**DESCRIPTION OF THE TASK**
Sort through the entries below and pull out lines containing the word "FraudRecord".

**INPUT FOR THIS TASK**
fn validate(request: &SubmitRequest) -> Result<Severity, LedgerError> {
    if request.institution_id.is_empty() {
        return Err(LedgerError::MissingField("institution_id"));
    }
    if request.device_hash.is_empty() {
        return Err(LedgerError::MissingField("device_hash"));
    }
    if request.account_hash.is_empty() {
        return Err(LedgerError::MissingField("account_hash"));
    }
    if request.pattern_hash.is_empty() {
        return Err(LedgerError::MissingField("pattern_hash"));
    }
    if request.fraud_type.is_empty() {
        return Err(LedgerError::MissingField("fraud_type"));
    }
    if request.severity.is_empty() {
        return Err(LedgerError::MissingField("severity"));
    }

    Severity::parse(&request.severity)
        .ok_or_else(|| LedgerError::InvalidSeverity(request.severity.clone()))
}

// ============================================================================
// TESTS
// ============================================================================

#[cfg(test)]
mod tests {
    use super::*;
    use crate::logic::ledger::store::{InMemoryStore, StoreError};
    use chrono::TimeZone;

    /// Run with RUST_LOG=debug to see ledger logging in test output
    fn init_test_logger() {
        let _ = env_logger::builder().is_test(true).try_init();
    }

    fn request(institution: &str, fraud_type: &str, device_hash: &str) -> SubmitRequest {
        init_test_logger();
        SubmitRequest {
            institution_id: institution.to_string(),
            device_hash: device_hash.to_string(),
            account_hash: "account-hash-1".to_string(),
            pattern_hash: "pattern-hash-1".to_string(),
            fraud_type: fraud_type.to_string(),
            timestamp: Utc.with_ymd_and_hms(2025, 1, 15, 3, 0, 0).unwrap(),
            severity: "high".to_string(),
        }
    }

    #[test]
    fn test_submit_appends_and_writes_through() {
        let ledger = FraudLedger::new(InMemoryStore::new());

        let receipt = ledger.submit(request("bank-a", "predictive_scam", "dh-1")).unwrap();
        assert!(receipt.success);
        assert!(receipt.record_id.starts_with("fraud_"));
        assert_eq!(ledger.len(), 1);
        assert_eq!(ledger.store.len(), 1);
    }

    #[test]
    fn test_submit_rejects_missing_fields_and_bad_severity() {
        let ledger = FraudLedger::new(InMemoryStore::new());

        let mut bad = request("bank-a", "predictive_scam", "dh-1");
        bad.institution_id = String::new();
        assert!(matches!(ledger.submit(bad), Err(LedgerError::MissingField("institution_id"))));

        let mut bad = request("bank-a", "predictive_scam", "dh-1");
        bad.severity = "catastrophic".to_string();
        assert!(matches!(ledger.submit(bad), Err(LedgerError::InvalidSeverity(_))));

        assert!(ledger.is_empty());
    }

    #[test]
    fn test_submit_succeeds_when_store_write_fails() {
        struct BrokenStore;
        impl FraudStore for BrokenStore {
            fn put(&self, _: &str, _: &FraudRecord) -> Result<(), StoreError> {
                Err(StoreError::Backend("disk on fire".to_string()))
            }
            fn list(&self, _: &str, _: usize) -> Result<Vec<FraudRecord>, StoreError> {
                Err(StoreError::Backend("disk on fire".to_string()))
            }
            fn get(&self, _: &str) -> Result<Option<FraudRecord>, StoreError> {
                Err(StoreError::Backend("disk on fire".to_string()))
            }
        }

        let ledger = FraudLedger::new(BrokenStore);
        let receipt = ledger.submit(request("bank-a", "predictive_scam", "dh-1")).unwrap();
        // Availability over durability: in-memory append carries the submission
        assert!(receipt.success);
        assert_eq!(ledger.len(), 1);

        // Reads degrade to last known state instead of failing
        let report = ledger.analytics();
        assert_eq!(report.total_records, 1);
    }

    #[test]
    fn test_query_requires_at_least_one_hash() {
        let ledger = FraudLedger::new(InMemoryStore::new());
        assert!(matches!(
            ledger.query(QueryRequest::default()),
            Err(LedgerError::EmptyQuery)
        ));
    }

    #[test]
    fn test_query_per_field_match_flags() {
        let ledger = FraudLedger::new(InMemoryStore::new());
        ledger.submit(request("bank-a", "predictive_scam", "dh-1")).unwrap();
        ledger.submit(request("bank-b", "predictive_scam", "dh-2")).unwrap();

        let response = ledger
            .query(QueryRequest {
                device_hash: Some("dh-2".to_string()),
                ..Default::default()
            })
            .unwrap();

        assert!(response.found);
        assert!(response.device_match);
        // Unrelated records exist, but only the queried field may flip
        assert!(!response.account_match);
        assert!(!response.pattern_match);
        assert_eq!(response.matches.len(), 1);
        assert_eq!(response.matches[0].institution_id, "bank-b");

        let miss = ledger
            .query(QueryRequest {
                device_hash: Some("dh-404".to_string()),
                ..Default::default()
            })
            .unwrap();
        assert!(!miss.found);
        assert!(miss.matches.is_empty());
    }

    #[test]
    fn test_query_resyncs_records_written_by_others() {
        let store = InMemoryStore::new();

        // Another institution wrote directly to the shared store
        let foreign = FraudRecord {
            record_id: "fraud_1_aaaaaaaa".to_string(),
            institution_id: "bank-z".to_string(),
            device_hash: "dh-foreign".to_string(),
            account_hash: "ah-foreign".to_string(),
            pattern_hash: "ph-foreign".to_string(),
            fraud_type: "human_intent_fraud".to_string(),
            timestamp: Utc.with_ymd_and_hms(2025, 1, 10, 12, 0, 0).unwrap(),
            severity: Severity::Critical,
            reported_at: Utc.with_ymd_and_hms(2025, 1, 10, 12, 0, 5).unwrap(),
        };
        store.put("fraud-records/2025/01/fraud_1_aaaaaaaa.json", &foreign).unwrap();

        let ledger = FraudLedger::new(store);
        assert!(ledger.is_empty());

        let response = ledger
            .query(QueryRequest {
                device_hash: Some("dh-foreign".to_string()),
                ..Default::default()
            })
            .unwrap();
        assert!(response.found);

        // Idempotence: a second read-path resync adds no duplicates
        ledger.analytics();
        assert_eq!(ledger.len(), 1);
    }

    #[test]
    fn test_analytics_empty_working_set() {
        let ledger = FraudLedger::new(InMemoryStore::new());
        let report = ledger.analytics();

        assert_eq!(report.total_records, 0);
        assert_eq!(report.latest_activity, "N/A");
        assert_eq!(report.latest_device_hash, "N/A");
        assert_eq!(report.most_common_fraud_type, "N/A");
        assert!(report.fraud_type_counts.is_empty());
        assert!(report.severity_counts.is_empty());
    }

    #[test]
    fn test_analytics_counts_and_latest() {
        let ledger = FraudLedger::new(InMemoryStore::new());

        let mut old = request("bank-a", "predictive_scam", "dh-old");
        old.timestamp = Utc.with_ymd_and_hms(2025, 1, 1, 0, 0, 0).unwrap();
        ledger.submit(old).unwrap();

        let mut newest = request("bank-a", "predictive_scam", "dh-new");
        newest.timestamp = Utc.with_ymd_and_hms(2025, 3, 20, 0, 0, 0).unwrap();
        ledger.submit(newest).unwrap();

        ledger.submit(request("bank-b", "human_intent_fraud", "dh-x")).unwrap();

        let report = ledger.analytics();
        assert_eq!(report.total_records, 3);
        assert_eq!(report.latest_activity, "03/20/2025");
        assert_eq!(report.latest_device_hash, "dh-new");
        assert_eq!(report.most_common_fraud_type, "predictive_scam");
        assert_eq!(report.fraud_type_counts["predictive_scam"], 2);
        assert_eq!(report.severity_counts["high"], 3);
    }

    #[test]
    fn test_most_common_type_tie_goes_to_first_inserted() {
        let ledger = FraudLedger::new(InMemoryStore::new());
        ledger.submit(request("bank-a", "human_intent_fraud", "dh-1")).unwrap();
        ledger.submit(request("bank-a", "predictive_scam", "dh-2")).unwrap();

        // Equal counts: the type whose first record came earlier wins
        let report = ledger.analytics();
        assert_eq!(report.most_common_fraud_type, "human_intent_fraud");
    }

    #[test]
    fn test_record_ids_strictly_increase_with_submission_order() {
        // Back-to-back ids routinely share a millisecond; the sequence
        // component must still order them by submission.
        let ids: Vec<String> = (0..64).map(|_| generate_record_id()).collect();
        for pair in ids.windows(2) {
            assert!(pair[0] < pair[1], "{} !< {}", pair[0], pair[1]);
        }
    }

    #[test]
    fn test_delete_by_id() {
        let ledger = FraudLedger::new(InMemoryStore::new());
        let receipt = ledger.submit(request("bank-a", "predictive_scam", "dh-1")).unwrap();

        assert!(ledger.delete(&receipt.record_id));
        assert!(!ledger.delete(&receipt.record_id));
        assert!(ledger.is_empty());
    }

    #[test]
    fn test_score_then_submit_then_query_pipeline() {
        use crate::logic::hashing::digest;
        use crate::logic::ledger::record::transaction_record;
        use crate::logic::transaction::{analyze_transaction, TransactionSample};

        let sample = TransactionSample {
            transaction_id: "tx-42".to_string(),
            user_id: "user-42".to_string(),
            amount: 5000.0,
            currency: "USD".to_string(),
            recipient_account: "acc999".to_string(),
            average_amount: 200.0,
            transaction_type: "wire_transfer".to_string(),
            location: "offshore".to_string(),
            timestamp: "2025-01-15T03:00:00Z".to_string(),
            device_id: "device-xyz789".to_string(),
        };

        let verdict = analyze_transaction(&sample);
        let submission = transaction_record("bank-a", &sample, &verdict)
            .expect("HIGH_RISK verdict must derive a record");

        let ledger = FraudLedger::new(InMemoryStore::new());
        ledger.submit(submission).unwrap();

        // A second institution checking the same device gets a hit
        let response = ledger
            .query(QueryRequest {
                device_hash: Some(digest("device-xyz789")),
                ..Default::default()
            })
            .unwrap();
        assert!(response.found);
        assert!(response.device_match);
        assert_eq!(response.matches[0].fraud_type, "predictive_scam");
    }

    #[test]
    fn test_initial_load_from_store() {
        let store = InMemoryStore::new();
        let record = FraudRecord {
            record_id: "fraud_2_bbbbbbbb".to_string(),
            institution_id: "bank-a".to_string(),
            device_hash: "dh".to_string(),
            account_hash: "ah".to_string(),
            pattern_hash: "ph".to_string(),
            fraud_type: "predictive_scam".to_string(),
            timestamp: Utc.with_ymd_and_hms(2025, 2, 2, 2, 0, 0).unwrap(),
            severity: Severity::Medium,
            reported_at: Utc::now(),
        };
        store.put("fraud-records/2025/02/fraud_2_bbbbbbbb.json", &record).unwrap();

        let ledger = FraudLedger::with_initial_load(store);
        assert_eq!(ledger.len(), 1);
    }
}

...

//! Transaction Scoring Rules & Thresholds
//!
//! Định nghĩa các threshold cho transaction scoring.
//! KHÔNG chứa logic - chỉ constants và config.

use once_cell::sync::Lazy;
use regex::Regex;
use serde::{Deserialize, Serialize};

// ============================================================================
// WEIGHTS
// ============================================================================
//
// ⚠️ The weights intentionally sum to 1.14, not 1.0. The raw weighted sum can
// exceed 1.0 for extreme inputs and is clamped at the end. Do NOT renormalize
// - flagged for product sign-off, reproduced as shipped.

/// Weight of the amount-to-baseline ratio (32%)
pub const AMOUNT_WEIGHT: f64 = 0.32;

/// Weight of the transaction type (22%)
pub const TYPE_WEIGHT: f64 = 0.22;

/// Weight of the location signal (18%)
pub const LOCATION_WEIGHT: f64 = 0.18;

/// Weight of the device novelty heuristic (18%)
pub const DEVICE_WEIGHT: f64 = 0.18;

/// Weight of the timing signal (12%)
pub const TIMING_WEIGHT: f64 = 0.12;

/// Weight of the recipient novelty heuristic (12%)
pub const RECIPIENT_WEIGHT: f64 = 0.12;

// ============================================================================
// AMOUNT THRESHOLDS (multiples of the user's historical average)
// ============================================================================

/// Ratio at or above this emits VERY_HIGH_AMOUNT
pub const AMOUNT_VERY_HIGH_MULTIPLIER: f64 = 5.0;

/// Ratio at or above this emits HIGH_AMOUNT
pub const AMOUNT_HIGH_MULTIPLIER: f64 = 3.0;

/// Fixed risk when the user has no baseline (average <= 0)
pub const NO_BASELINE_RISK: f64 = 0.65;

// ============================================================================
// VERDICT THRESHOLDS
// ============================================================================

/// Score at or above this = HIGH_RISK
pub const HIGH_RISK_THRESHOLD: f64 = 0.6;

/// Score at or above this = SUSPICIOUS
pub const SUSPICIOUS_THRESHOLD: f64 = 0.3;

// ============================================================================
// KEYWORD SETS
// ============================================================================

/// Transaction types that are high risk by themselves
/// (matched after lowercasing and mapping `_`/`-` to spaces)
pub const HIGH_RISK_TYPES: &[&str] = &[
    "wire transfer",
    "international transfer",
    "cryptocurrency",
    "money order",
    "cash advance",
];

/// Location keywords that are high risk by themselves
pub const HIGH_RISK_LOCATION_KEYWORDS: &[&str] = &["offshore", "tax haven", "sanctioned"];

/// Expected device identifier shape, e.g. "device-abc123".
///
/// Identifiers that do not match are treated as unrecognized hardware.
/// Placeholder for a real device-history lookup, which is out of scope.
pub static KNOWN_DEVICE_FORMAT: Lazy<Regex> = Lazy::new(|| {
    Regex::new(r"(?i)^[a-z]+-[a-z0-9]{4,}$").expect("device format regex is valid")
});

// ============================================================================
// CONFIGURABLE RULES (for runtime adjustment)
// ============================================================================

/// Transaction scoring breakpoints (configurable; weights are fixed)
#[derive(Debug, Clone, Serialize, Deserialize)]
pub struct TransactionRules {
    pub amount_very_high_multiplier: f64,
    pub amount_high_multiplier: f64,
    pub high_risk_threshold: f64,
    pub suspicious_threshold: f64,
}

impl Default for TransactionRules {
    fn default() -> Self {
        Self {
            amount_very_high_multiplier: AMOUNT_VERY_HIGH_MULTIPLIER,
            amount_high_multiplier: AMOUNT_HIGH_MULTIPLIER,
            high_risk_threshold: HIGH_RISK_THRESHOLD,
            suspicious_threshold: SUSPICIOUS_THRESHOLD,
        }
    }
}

--

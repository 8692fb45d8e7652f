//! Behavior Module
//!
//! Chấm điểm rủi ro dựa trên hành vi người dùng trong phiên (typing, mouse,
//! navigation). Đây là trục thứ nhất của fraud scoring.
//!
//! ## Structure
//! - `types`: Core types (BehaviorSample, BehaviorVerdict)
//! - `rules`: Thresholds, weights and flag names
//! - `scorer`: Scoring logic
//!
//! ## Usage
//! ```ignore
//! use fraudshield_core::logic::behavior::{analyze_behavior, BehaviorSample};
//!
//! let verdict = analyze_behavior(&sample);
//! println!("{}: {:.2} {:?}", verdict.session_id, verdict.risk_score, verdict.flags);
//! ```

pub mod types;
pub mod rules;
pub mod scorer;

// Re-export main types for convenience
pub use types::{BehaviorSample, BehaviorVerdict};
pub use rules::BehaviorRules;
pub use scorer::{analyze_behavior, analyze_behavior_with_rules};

**TASK SOLUTION**
            fn put(&self, _: &str, _: &FraudRecord) -> Result<(), StoreError> {
            fn list(&self, _: &str, _: usize) -> Result<Vec<FraudRecord>, StoreError> {
            fn get(&self, _: &str) -> Result<Option<FraudRecord>, StoreError> {
        let foreign = FraudRecord {
        let record = FraudRecord {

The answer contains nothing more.